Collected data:
════════════════

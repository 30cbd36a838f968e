// src/api.rs
//! Read-only dashboard API over the JSON export.

use std::sync::Arc;

use axum::{
    extract::{Path, Query, State},
    http::StatusCode,
    response::{IntoResponse, Response},
    routing::get,
    Json, Router,
};
use serde::{Deserialize, Serialize};
use tower_http::cors::CorsLayer;

use crate::export::{ExportStats, IndexEntry, JsonDigestStore, SearchHit};

pub const SEARCH_LIMIT: usize = 50;

#[derive(Clone)]
pub struct AppState {
    store: Arc<JsonDigestStore>,
}

pub fn router(store: JsonDigestStore) -> Router {
    let state = AppState {
        store: Arc::new(store),
    };

    Router::new()
        .route("/health", get(|| async { "OK" }))
        .route("/api/digests", get(list_digests))
        .route("/api/digests/{id}", get(get_digest))
        .route("/api/search", get(search))
        .route("/api/stats", get(stats))
        .layer(CorsLayer::very_permissive())
        .with_state(state)
}

async fn list_digests(State(state): State<AppState>) -> Json<Vec<IndexEntry>> {
    Json(state.store.list())
}

async fn get_digest(State(state): State<AppState>, Path(id): Path<String>) -> Response {
    match state.store.get(&id) {
        Ok(Some(d)) => Json(d).into_response(),
        Ok(None) => (
            StatusCode::NOT_FOUND,
            Json(serde_json::json!({ "error": "digest not found", "id": id })),
        )
            .into_response(),
        Err(e) => {
            tracing::warn!(id = %id, error = ?e, "digest read failed");
            (
                StatusCode::INTERNAL_SERVER_ERROR,
                Json(serde_json::json!({ "error": "digest unreadable" })),
            )
                .into_response()
        }
    }
}

#[derive(Deserialize)]
struct SearchParams {
    #[serde(default)]
    q: String,
}

#[derive(Serialize)]
struct SearchResp {
    query: String,
    results: Vec<SearchHit>,
}

async fn search(State(state): State<AppState>, Query(p): Query<SearchParams>) -> Json<SearchResp> {
    let results = state.store.search(&p.q, SEARCH_LIMIT);
    Json(SearchResp { query: p.q, results })
}

async fn stats(State(state): State<AppState>) -> Json<ExportStats> {
    Json(state.store.stats())
}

════════════════

* Task to complete
Go through the records and tally the lines that include "IndexEntry". Write only the number.

* Output
2